On January 1st residents in the northern part of the province were shocked by floods resulting from torrential rains. Shocked, because normally there would have been a typhoon warning, but since there was none, people suspected deforestation. A week later, more flooding, spurred by moderate-to-heavy rainfall, confirmed the fear.
December 16, however, was a different story. This time, there was a storm. Typhoon Odette hit southern Negros with unforgiving might. Super Typhoon Rai, as Odette was internationally called, was a Category 5 hurricane. Aon PLC, a global risk manager and reinsurer, called Odette the deadliest cyclone of 2021. It would have helped if the mountain range that looms over the communities directly hit by Odette are forested to endemic trees, the kind that are native to the local landscape, possessing inherent strength to weather punishing wind and water known to the area.

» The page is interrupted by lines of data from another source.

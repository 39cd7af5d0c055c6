// SPDX-FileCopyrightText: 2025 Hyperpolymath
// SPDX-License-Identifier: PMPL-1.0-or-later

//! Configuration for the comment admission gate.
//!
//! Every knob can be supplied through the environment (see `main.rs`) and
//! falls back to the defaults below, which match the observed
//! burst-then-steady traffic shape of the comment frontend.

use serde::{Deserialize, Serialize};
use std::time::Duration;
use thiserror::Error;

/// Fatal configuration problems detected at startup.
#[derive(Debug, Error)]
pub enum ConfigError {
    #[error("origin allow-list is empty; refusing to run as allow-all")]
    EmptyAllowList,

    #[error("signing secret is empty")]
    MissingSecret,

    #[error("refill rate must be a positive, finite number of tokens per second, got {0}")]
    InvalidRefillRate(f64),
}

/// Top-level service configuration.
#[derive(Debug, Clone, Serialize, Deserialize)]
pub struct Config {
    /// Server bind address (default: 0.0.0.0:8080)
    #[serde(default = "default_bind_addr")]
    pub bind_addr: String,

    /// Per-IP rate limiting configuration
    #[serde(default)]
    pub rate_limit: RateLimitConfig,

    /// Origin allow-list configuration
    #[serde(default)]
    pub origin: OriginConfig,

    /// Bearer token configuration
    #[serde(default)]
    pub auth: AuthConfig,
}

/// Per-IP token bucket and eviction settings.
#[derive(Debug, Clone, Serialize, Deserialize)]
pub struct RateLimitConfig {
    /// Bucket capacity, i.e. the tolerated burst size (default: 3)
    #[serde(default = "default_burst_capacity")]
    pub burst_capacity: u32,

    /// Token refill rate per second (default: 1.0)
    #[serde(default = "default_refill_per_sec")]
    pub refill_per_sec: f64,

    /// Seconds without a request before a client entry is evicted
    /// (default: 600)
    #[serde(default = "default_idle_evict_secs")]
    pub idle_evict_secs: u64,

    /// Period of the background eviction sweep in seconds (default: 300)
    #[serde(default = "default_sweep_interval_secs")]
    pub sweep_interval_secs: u64,
}

/// Trusted request origins.
#[derive(Debug, Clone, Default, Serialize, Deserialize)]
pub struct OriginConfig {
    /// Exact hosts (`comments.example.com`, `example.com:8443`) or
    /// wildcard subdomain patterns (`*.example.com`). An empty list is a
    /// startup error, never an implicit allow-all.
    #[serde(default)]
    pub allowed_domains: Vec<String>,
}

/// Bearer token settings.
#[derive(Debug, Clone, Serialize, Deserialize)]
pub struct AuthConfig {
    /// HMAC signing secret, shared with nothing else.
    #[serde(default)]
    pub jwt_secret: String,

    /// Minted token lifetime in hours (default: 72)
    #[serde(default = "default_token_ttl_hours")]
    pub token_ttl_hours: u64,
}

// Default value functions
fn default_bind_addr() -> String {
    "0.0.0.0:8080".to_string()
}

fn default_burst_capacity() -> u32 {
    3
}

fn default_refill_per_sec() -> f64 {
    1.0
}

fn default_idle_evict_secs() -> u64 {
    600 // 10 minutes
}

fn default_sweep_interval_secs() -> u64 {
    300 // 5 minutes
}

fn default_token_ttl_hours() -> u64 {
    72
}

impl Default for Config {
    fn default() -> Self {
        Self {
            bind_addr: default_bind_addr(),
            rate_limit: RateLimitConfig::default(),
            origin: OriginConfig::default(),
            auth: AuthConfig::default(),
        }
    }
}

impl Default for RateLimitConfig {
    fn default() -> Self {
        Self {
            burst_capacity: default_burst_capacity(),
            refill_per_sec: default_refill_per_sec(),
            idle_evict_secs: default_idle_evict_secs(),
            sweep_interval_secs: default_sweep_interval_secs(),
        }
    }
}

impl Default for AuthConfig {
    fn default() -> Self {
        Self {
            jwt_secret: String::new(),
            token_ttl_hours: default_token_ttl_hours(),
        }
    }
}

impl RateLimitConfig {
    /// Reject limits the bucket arithmetic cannot operate on. A zero,
    /// negative or non-finite refill rate would leave an exhausted bucket
    /// with no computable retry time.
    pub fn validate(&self) -> Result<(), ConfigError> {
        if !self.refill_per_sec.is_finite() || self.refill_per_sec <= 0.0 {
            return Err(ConfigError::InvalidRefillRate(self.refill_per_sec));
        }
        Ok(())
    }

    /// Idle duration after which a client entry is eligible for eviction.
    pub fn idle_threshold(&self) -> Duration {
        Duration::from_secs(self.idle_evict_secs)
    }

    /// Period of the background eviction sweep.
    pub fn sweep_interval(&self) -> Duration {
        Duration::from_secs(self.sweep_interval_secs)
    }
}

impl AuthConfig {
    /// Lifetime of freshly minted tokens.
    pub fn token_ttl(&self) -> Duration {
        Duration::from_secs(self.token_ttl_hours * 3600)
    }
}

This month, on “Seeing the forest for the trees in Negros Occidental,” writer Vince Groyon gives readers valuable input on why a distinction must be made between endemic trees and exotic varieties. By doing so he puts emphasis on the value of every seedling planted to reforest space, rather than simply planting for show. Artist Erika Velasco then brightens the page with her botanical illustrations of endemic trees of Negros, among them the Garuga (Garuga floribunda). This is a truly insightful piece made even more awesome with a list of endemic tree seedlings available for sale to the public, so everyone can take active part in re-greening Negros the right way.